Segment Open
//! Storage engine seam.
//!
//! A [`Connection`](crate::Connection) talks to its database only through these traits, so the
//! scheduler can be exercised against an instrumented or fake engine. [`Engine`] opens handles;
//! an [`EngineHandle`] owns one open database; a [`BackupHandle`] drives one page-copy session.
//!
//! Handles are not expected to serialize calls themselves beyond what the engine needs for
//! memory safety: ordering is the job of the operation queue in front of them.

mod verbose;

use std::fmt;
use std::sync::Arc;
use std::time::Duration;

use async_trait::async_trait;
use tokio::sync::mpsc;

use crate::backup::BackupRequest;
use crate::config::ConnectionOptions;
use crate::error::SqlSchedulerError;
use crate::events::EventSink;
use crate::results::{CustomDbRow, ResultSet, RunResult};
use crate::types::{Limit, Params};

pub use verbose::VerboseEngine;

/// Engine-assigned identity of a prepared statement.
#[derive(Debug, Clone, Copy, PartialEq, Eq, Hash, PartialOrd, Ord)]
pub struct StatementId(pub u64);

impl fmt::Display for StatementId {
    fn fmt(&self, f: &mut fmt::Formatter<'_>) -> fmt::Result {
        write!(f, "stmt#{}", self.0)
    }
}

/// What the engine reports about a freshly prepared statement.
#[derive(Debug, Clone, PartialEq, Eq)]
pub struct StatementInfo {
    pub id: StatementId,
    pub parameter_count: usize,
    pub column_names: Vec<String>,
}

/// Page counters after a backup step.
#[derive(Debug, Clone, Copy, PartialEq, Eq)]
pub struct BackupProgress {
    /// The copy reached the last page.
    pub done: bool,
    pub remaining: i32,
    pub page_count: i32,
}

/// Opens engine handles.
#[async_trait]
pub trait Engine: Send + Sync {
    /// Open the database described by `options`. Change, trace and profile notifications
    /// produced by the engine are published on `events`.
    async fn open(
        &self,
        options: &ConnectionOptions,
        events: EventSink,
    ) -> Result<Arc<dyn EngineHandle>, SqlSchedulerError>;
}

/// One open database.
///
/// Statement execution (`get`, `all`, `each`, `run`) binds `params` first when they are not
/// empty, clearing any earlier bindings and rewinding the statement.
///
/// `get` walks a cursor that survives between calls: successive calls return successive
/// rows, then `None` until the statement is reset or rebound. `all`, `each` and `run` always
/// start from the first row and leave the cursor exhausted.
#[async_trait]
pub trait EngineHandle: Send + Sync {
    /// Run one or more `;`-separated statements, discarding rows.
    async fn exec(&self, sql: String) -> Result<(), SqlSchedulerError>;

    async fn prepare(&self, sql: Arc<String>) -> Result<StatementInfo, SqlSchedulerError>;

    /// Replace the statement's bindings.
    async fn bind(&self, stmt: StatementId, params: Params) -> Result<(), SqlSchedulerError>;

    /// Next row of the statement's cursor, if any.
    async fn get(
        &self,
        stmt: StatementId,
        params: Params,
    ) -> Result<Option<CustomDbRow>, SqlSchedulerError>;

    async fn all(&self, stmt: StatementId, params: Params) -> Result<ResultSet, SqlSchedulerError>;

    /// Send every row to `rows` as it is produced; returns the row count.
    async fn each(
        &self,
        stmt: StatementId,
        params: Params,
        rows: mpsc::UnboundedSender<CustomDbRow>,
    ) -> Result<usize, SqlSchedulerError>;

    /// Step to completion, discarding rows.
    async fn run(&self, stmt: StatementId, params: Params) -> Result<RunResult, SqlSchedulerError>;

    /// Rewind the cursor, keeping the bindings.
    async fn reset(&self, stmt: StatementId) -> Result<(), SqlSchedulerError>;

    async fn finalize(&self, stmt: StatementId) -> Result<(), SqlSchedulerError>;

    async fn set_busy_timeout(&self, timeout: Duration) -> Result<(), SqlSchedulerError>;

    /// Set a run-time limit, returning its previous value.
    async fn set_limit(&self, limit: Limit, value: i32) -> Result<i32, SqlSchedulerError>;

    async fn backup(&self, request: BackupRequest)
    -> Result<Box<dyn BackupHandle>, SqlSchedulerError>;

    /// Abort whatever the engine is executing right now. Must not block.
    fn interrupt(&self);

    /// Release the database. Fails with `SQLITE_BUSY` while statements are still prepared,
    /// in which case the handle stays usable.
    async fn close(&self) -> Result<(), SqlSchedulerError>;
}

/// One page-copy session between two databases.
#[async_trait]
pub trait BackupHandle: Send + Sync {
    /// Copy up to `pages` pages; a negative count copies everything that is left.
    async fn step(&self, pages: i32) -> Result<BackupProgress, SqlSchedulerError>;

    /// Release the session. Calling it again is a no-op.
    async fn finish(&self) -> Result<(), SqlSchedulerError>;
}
Segment Closed
* Work instruction *
Retype every record above exactly as it appears.

* Solution for this problem *
//! Storage engine seam.
//!
//! A [`Connection`](crate::Connection) talks to its database only through these traits, so the
//! scheduler can be exercised against an instrumented or fake engine. [`Engine`] opens handles;
//! an [`EngineHandle`] owns one open database; a [`BackupHandle`] drives one page-copy session.
//!
//! Handles are not expected to serialize calls themselves beyond what the engine needs for
//! memory safety: ordering is the job of the operation queue in front of them.

mod verbose;

use std::fmt;
use std::sync::Arc;
use std::time::Duration;

use async_trait::async_trait;
use tokio::sync::mpsc;

use crate::backup::BackupRequest;
use crate::config::ConnectionOptions;
use crate::error::SqlSchedulerError;
use crate::events::EventSink;
use crate::results::{CustomDbRow, ResultSet, RunResult};
use crate::types::{Limit, Params};

pub use verbose::VerboseEngine;

/// Engine-assigned identity of a prepared statement.
#[derive(Debug, Clone, Copy, PartialEq, Eq, Hash, PartialOrd, Ord)]
pub struct StatementId(pub u64);

impl fmt::Display for StatementId {
    fn fmt(&self, f: &mut fmt::Formatter<'_>) -> fmt::Result {
        write!(f, "stmt#{}", self.0)
    }
}

/// What the engine reports about a freshly prepared statement.
#[derive(Debug, Clone, PartialEq, Eq)]
pub struct StatementInfo {
    pub id: StatementId,
    pub parameter_count: usize,
    pub column_names: Vec<String>,
}

/// Page counters after a backup step.
#[derive(Debug, Clone, Copy, PartialEq, Eq)]
pub struct BackupProgress {
    /// The copy reached the last page.
    pub done: bool,
    pub remaining: i32,
    pub page_count: i32,
}

/// Opens engine handles.
#[async_trait]
pub trait Engine: Send + Sync {
    /// Open the database described by `options`. Change, trace and profile notifications
    /// produced by the engine are published on `events`.
    async fn open(
        &self,
        options: &ConnectionOptions,
        events: EventSink,
    ) -> Result<Arc<dyn EngineHandle>, SqlSchedulerError>;
}

/// One open database.
///
/// Statement execution (`get`, `all`, `each`, `run`) binds `params` first when they are not
/// empty, clearing any earlier bindings and rewinding the statement.
///
/// `get` walks a cursor that survives between calls: successive calls return successive
/// rows, then `None` until the statement is reset or rebound. `all`, `each` and `run` always
/// start from the first row and leave the cursor exhausted.
#[async_trait]
pub trait EngineHandle: Send + Sync {
    /// Run one or more `;`-separated statements, discarding rows.
    async fn exec(&self, sql: String) -> Result<(), SqlSchedulerError>;

    async fn prepare(&self, sql: Arc<String>) -> Result<StatementInfo, SqlSchedulerError>;

    /// Replace the statement's bindings.
    async fn bind(&self, stmt: StatementId, params: Params) -> Result<(), SqlSchedulerError>;

    /// Next row of the statement's cursor, if any.
    async fn get(
        &self,
        stmt: StatementId,
        params: Params,
    ) -> Result<Option<CustomDbRow>, SqlSchedulerError>;

    async fn all(&self, stmt: StatementId, params: Params) -> Result<ResultSet, SqlSchedulerError>;

    /// Send every row to `rows` as it is produced; returns the row count.
    async fn each(
        &self,
        stmt: StatementId,
        params: Params,
        rows: mpsc::UnboundedSender<CustomDbRow>,
    ) -> Result<usize, SqlSchedulerError>;

    /// Step to completion, discarding rows.
    async fn run(&self, stmt: StatementId, params: Params) -> Result<RunResult, SqlSchedulerError>;

    /// Rewind the cursor, keeping the bindings.
    async fn reset(&self, stmt: StatementId) -> Result<(), SqlSchedulerError>;

    async fn finalize(&self, stmt: StatementId) -> Result<(), SqlSchedulerError>;

    async fn set_busy_timeout(&self, timeout: Duration) -> Result<(), SqlSchedulerError>;

    /// Set a run-time limit, returning its previous value.
    async fn set_limit(&self, limit: Limit, value: i32) -> Result<i32, SqlSchedulerError>;

    async fn backup(&self, request: BackupRequest)
    -> Result<Box<dyn BackupHandle>, SqlSchedulerError>;

    /// Abort whatever the engine is executing right now. Must not block.
    fn interrupt(&self);

    /// Release the database. Fails with `SQLITE_BUSY` while statements are still prepared,
    /// in which case the handle stays usable.
    async fn close(&self) -> Result<(), SqlSchedulerError>;
}

/// One page-copy session between two databases.
#[async_trait]
pub trait BackupHandle: Send + Sync {
    /// Copy up to `pages` pages; a negative count copies everything that is left.
    async fn step(&self, pages: i32) -> Result<BackupProgress, SqlSchedulerError>;

    /// Release the session. Calling it again is a no-op.
    async fn finish(&self) -> Result<(), SqlSchedulerError>;
}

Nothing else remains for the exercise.